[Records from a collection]
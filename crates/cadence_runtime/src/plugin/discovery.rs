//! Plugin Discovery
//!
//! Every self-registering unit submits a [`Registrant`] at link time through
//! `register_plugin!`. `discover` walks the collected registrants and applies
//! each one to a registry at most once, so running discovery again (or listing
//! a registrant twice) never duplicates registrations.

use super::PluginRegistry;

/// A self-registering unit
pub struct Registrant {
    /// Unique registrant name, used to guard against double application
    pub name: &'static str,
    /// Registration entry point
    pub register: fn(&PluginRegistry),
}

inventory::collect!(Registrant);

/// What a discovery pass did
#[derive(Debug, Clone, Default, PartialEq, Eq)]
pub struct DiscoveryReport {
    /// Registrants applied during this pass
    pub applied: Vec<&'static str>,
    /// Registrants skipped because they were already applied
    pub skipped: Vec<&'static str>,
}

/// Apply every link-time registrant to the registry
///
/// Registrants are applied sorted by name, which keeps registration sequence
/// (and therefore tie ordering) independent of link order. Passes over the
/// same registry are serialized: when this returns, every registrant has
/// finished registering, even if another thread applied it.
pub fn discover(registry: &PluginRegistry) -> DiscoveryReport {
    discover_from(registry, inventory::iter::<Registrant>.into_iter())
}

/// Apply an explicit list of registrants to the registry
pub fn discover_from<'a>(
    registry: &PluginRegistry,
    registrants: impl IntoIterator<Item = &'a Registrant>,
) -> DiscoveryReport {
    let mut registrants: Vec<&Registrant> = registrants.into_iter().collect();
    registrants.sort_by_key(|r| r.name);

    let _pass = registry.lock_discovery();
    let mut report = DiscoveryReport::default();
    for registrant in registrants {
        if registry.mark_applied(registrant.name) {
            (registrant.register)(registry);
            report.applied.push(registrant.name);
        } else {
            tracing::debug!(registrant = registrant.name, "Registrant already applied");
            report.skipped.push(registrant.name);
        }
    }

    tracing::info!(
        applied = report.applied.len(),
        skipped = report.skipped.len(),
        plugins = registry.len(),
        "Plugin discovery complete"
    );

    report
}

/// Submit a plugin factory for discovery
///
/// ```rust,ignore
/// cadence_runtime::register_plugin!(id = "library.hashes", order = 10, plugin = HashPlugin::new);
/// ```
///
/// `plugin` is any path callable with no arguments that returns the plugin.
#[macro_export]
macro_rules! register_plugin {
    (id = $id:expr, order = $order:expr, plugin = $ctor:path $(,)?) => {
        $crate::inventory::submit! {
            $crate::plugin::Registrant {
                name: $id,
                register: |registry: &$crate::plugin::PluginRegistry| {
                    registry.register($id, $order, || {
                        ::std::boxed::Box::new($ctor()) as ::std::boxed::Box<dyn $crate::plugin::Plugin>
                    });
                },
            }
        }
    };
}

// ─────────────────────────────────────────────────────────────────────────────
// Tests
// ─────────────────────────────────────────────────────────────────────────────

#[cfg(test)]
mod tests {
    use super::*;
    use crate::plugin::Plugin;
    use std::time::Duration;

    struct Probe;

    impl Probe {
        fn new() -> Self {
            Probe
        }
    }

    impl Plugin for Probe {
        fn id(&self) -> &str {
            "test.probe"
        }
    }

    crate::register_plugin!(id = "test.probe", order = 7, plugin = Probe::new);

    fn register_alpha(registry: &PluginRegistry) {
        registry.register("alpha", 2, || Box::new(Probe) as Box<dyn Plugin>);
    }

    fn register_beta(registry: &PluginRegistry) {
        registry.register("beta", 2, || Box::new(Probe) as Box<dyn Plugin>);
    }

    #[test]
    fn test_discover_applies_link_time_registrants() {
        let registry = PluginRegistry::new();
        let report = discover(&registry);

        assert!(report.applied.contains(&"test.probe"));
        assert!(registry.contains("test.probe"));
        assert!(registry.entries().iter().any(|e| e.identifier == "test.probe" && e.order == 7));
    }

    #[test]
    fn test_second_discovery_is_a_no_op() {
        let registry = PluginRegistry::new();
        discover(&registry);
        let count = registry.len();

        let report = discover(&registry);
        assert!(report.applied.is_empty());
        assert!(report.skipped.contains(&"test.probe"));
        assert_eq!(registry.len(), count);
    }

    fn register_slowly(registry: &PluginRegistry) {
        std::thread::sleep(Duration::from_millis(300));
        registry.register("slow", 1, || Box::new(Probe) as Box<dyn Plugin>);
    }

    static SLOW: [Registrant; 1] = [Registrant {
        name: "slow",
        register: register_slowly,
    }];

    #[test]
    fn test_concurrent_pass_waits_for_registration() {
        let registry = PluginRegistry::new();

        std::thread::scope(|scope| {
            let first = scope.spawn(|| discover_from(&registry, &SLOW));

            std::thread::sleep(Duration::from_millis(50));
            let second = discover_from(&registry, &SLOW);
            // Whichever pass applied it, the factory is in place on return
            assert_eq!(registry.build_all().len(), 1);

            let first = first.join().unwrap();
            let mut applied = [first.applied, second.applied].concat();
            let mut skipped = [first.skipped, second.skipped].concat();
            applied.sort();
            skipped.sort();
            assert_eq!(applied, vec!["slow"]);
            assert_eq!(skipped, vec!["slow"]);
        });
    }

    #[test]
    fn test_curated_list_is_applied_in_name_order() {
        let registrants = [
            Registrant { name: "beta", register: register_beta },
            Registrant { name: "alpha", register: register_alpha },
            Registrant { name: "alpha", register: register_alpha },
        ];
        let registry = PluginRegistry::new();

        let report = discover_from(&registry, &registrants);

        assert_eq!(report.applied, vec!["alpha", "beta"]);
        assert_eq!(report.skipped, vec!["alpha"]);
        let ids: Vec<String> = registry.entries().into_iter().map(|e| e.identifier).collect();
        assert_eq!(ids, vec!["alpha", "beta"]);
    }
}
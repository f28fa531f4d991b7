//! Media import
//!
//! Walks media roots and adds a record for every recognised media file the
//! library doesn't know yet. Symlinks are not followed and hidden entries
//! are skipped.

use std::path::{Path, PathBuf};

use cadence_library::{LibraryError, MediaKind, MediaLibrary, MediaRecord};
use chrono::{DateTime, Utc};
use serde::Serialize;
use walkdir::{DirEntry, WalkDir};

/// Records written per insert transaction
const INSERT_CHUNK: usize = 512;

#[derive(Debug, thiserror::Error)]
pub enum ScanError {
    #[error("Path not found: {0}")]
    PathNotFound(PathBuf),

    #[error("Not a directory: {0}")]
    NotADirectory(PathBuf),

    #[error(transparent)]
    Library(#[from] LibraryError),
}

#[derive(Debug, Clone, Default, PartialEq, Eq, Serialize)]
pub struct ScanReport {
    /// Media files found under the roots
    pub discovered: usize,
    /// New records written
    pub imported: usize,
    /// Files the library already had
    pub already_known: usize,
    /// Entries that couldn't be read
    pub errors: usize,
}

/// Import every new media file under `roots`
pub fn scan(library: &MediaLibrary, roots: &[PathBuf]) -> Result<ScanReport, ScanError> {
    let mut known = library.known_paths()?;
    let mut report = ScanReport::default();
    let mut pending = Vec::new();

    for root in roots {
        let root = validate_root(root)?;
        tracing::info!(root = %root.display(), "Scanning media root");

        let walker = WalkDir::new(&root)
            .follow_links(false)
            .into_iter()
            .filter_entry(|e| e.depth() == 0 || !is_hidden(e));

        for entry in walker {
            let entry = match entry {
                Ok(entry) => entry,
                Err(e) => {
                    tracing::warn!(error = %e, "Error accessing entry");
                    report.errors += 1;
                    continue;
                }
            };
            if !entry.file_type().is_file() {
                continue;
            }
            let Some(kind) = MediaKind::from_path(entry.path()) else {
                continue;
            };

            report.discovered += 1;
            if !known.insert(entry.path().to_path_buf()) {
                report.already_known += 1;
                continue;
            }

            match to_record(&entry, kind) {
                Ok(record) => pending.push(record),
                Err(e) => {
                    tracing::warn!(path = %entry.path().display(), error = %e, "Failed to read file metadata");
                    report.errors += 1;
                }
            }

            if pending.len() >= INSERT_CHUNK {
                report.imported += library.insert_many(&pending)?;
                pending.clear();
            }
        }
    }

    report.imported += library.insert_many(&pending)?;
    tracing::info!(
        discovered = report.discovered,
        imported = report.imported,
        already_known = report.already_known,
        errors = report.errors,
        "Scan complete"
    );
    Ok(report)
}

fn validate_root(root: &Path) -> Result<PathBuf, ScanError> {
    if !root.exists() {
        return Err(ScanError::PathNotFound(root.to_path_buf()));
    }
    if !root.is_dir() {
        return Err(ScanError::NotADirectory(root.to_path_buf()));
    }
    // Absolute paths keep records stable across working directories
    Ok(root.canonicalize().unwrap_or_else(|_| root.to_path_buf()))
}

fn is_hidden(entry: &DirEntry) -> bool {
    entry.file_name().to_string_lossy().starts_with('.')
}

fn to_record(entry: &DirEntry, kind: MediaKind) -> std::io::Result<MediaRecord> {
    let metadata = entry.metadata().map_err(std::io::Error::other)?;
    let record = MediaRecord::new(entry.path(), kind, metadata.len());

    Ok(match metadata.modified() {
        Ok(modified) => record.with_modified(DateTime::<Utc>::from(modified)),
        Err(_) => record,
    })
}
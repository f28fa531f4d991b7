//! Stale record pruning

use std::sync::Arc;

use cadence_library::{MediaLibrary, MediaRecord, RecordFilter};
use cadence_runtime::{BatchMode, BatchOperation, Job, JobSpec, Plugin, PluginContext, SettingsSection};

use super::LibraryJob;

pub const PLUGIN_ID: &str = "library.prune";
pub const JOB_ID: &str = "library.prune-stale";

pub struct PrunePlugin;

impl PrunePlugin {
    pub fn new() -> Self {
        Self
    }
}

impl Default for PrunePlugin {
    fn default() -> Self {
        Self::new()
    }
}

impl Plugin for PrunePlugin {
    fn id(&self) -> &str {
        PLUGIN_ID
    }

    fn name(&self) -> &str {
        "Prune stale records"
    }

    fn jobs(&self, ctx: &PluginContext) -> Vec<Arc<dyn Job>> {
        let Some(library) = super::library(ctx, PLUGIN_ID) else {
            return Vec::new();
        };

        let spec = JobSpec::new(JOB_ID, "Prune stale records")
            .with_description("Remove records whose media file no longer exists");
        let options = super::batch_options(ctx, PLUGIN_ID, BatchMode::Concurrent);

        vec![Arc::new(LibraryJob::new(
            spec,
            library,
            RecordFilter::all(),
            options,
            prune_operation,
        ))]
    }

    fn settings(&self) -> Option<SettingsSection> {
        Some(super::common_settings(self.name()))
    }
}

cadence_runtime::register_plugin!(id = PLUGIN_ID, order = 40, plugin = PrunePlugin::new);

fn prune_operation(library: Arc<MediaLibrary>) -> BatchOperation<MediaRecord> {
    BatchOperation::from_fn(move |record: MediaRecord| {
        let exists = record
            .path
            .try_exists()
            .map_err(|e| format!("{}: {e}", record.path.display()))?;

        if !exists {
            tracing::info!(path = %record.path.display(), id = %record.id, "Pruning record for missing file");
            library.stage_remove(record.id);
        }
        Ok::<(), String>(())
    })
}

## What you will do
Please copy the line that contains "super::batch_options(ctx, PLUGIN_ID, BatchMode::Concurrent);" and each line after it through the end of the records, exactly, and no other lines.

## Answer to the exercise
        let options = super::batch_options(ctx, PLUGIN_ID, BatchMode::Concurrent);

        vec![Arc::new(LibraryJob::new(
            spec,
            library,
            RecordFilter::all(),
            options,
            prune_operation,
        ))]
    }

    fn settings(&self) -> Option<SettingsSection> {
        Some(super::common_settings(self.name()))
    }
}

cadence_runtime::register_plugin!(id = PLUGIN_ID, order = 40, plugin = PrunePlugin::new);

fn prune_operation(library: Arc<MediaLibrary>) -> BatchOperation<MediaRecord> {
    BatchOperation::from_fn(move |record: MediaRecord| {
        let exists = record
            .path
            .try_exists()
            .map_err(|e| format!("{}: {e}", record.path.display()))?;

        if !exists {
            tracing::info!(path = %record.path.display(), id = %record.id, "Pruning record for missing file");
            library.stage_remove(record.id);
        }
        Ok::<(), String>(())
    })
}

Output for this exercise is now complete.